[Information supplied Boundary: Start]
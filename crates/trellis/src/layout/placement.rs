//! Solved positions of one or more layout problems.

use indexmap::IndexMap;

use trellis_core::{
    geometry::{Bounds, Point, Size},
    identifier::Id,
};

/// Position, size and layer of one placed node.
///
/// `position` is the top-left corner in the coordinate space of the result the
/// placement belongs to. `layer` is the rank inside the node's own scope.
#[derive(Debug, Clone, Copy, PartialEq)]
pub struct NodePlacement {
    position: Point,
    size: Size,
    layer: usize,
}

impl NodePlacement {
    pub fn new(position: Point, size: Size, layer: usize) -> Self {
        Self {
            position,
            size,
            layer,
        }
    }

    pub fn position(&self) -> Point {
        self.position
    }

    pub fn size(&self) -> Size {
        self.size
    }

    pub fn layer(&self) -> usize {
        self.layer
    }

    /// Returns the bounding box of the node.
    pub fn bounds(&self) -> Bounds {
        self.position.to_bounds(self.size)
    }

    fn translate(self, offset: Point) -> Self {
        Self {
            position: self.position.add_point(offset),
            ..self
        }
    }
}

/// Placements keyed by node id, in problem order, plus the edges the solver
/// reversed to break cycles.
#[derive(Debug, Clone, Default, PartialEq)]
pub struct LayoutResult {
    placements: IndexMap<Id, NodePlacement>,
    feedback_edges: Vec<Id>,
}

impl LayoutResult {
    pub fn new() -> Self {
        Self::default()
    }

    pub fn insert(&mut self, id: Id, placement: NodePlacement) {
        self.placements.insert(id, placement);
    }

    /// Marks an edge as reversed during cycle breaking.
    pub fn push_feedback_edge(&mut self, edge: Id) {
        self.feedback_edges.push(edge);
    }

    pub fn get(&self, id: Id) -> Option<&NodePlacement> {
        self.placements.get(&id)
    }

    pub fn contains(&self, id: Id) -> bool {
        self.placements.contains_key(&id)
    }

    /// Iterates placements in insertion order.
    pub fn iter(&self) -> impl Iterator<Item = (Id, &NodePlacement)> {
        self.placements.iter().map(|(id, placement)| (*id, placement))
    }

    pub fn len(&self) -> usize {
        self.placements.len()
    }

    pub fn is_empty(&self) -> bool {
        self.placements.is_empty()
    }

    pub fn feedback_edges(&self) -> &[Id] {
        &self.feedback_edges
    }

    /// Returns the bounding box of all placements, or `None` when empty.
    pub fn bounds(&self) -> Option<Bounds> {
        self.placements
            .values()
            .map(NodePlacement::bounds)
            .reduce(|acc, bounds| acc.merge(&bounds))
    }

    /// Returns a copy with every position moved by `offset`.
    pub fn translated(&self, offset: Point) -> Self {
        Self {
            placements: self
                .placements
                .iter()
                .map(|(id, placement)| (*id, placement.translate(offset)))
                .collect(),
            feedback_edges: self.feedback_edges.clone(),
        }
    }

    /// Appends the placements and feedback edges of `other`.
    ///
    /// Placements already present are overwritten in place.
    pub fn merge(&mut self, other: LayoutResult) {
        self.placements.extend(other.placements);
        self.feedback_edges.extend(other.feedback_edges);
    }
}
[Information supplied Boundary: End]
**Problem statement:**
The answer is every entry, copied word for word.

**Response box:**
filename crates/trellis/src/layout/placement.rs
//! Solved positions of one or more layout problems.

use indexmap::IndexMap;

use trellis_core::{
    geometry::{Bounds, Point, Size},
    identifier::Id,
};

/// Position, size and layer of one placed node.
///
/// `position` is the top-left corner in the coordinate space of the result the
/// placement belongs to. `layer` is the rank inside the node's own scope.
#[derive(Debug, Clone, Copy, PartialEq)]
pub struct NodePlacement {
    position: Point,
    size: Size,
    layer: usize,
}

impl NodePlacement {
    pub fn new(position: Point, size: Size, layer: usize) -> Self {
        Self {
            position,
            size,
            layer,
        }
    }

    pub fn position(&self) -> Point {
        self.position
    }

    pub fn size(&self) -> Size {
        self.size
    }

    pub fn layer(&self) -> usize {
        self.layer
    }

    /// Returns the bounding box of the node.
    pub fn bounds(&self) -> Bounds {
        self.position.to_bounds(self.size)
    }

    fn translate(self, offset: Point) -> Self {
        Self {
            position: self.position.add_point(offset),
            ..self
        }
    }
}

/// Placements keyed by node id, in problem order, plus the edges the solver
/// reversed to break cycles.
#[derive(Debug, Clone, Default, PartialEq)]
pub struct LayoutResult {
    placements: IndexMap<Id, NodePlacement>,
    feedback_edges: Vec<Id>,
}

impl LayoutResult {
    pub fn new() -> Self {
        Self::default()
    }

    pub fn insert(&mut self, id: Id, placement: NodePlacement) {
        self.placements.insert(id, placement);
    }

    /// Marks an edge as reversed during cycle breaking.
    pub fn push_feedback_edge(&mut self, edge: Id) {
        self.feedback_edges.push(edge);
    }

    pub fn get(&self, id: Id) -> Option<&NodePlacement> {
        self.placements.get(&id)
    }

    pub fn contains(&self, id: Id) -> bool {
        self.placements.contains_key(&id)
    }

    /// Iterates placements in insertion order.
    pub fn iter(&self) -> impl Iterator<Item = (Id, &NodePlacement)> {
        self.placements.iter().map(|(id, placement)| (*id, placement))
    }

    pub fn len(&self) -> usize {
        self.placements.len()
    }

    pub fn is_empty(&self) -> bool {
        self.placements.is_empty()
    }

    pub fn feedback_edges(&self) -> &[Id] {
        &self.feedback_edges
    }

    /// Returns the bounding box of all placements, or `None` when empty.
    pub fn bounds(&self) -> Option<Bounds> {
        self.placements
            .values()
            .map(NodePlacement::bounds)
            .reduce(|acc, bounds| acc.merge(&bounds))
    }

    /// Returns a copy with every position moved by `offset`.
    pub fn translated(&self, offset: Point) -> Self {
        Self {
            placements: self
                .placements
                .iter()
                .map(|(id, placement)| (*id, placement.translate(offset)))
                .collect(),
            feedback_edges: self.feedback_edges.clone(),
        }
    }

    /// Appends the placements and feedback edges of `other`.
    ///
    /// Placements already present are overwritten in place.
    pub fn merge(&mut self, other: LayoutResult) {
        self.placements.extend(other.placements);
        self.feedback_edges.extend(other.feedback_edges);
    }
}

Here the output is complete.